Had Castile only listened to Yanez’s commands, two experts hired for the defense testified in court, Castile would still be alive. But when he went for his gun, they said Yanez was forced to shoot.
We’re still learning about the ways we’re divided in this country. This is why voting is so important. SCOTUS has accepted a case that looks at Gerrymandering in Wisconsin.
About an hour after the Court issued its order agreeing to hear this case, it issued a second order, on a 5-4 vote, granting a stay of the lower court order in this case. The four liberal Justices dissented. As I explained last night,
Once the Court grants a hearing, the question will be whether the Court stays a lower court order requiring the WI legislature to redistrict by November so that there will be new districts ready for 2018. WI has asked for that lower court order to be put on hold until resolution of the case at the Supreme Court, and given the likely timing of things, granting the stay would almost certainly mean the old districts would have to be used for the 2018 elections no matter what the Supreme Court does, as there would be no chance to create new districts.
The granting or denial of a stay requires the Court to weigh many factors, but one of the biggest factors is likelihood of success on the merits. In other words, granting of a stay is a good (but not necessarily great) indication that the Supreme Court would be likely to reverse.

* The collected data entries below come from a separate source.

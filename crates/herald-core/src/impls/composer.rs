//! MessageComposer - TaskKind ごとの件名・本文の組み立て
//!
//! A task whose payload lacks what its kind needs cannot be rendered no
//! matter how often it is retried, so those cases come back as
//! `DeliveryError::UnsupportedKind` (permanent).

use std::collections::HashSet;

use crate::domain::{DeliveryError, Task, TaskKind};

#[derive(Debug, Clone, PartialEq, Eq)]
pub struct ComposedMessage {
    pub subject: String,
    pub body: String,
}

#[derive(Debug, Clone)]
pub struct MessageComposer {
    product_name: String,
    login_url: Option<String>,
    disabled: HashSet<TaskKind>,
}

impl MessageComposer {
    pub fn new(product_name: impl Into<String>) -> Self {
        Self {
            product_name: product_name.into(),
            login_url: None,
            disabled: HashSet::new(),
        }
    }

    /// Shown in credentials notices.
    pub fn with_login_url(mut self, url: impl Into<String>) -> Self {
        self.login_url = Some(url.into());
        self
    }

    /// Stop rendering `kind`; tasks of that kind fail permanently.
    pub fn without_kind(mut self, kind: TaskKind) -> Self {
        self.disabled.insert(kind);
        self
    }

    pub fn supports(&self, kind: TaskKind) -> bool {
        !self.disabled.contains(&kind)
    }

    pub fn compose(&self, task: &Task) -> Result<ComposedMessage, DeliveryError> {
        let kind = task.kind();
        if !self.supports(kind) {
            return Err(DeliveryError::unsupported(kind, "disabled in composer"));
        }

        let payload = task.payload();
        // 件名と本文が両方指定されていればそのまま使う
        if let (Some(subject), Some(body)) = (&payload.subject, &payload.body) {
            return Ok(ComposedMessage {
                subject: subject.clone(),
                body: body.clone(),
            });
        }

        let name = task.recipient().display_name();
        let product = &self.product_name;
        let message = match kind {
            TaskKind::StudentCredentials | TaskKind::TeacherCredentials => {
                let role = if kind == TaskKind::StudentCredentials {
                    "student"
                } else {
                    "teacher"
                };
                let username = required(kind, payload.username.as_deref(), "username")?;
                let secret = required(kind, payload.temporary_secret.as_deref(), "temporary_secret")?;
                let mut body = format!(
                    "Dear {name},\n\n\
                     A {role} account has been created for you in {product}.\n\n\
                     Username: {username}\n\
                     Temporary Password: {secret}\n\n\
                     Please log in and change your password immediately after first login.\n"
                );
                if let Some(url) = &self.login_url {
                    body.push_str(&format!("\nLogin URL: {url}\n"));
                }
                ComposedMessage {
                    subject: format!("{product} - Your {role} account details"),
                    body,
                }
            }
            TaskKind::WelcomeMessage => ComposedMessage {
                subject: format!("Welcome to {product}"),
                body: format!("Dear {name},\n\nWelcome to {product}! We are glad to have you.\n"),
            },
            TaskKind::PasswordReset => {
                let link = required(kind, payload.link.as_deref(), "link")?;
                ComposedMessage {
                    subject: format!("{product} - Password reset"),
                    body: format!(
                        "Dear {name},\n\n\
                         A password reset was requested for your account.\n\
                         Use the link below to choose a new password:\n\n{link}\n\n\
                         If you did not request this, you can ignore this message.\n"
                    ),
                }
            }
            TaskKind::Verification => {
                let link = required(kind, payload.link.as_deref(), "link")?;
                ComposedMessage {
                    subject: format!("{product} - Verify your email address"),
                    body: format!(
                        "Dear {name},\n\nPlease confirm your email address:\n\n{link}\n"
                    ),
                }
            }
        };

        Ok(ComposedMessage {
            subject: payload.subject.clone().unwrap_or(message.subject),
            body: payload.body.clone().unwrap_or(message.body),
        })
    }
}

fn required<'a>(
    kind: TaskKind,
    value: Option<&'a str>,
    field: &str,
) -> Result<&'a str, DeliveryError> {
    value
        .filter(|v| !v.is_empty())
        .ok_or_else(|| DeliveryError::unsupported(kind, format!("missing {field}")))
}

That means the stay is a good indication the partisan gerrymander finding of the lower court would be reversed.
So this stay order raises a big question mark for those who think Court will use the case to rein in partisan gerrymandering.
Why did this order not come with the Court’s regular orders agreeing to hear the case? Perhaps not all the Justices had voted on the stay by the time the Court had finalized today’s order list.]
As expected, the Supreme Court has agreed to hear Gill v. Whitford next term, with a decision expected by a year from June. (Technically the Court “postponed jurisdiction” pending a hearing on the merits, but this has to do with the nature of this coming up on appeal, rather than a cert. petition, and the open question about whether partisan gerrymandering claims are justiciable.]
We’re still trying to figure out what divides us and why the elections of 2016 went so terribly wrong. Here’s Jonathan Chait writing for New York Magazine.
The Democracy Fund Voter Study Group has a new survey of the electorate that explodes many of the myths that we believe about American politics. Lee Drutman has a fascinating report delving into the data. I want to highlight a few of the most interesting conclusions in the survey.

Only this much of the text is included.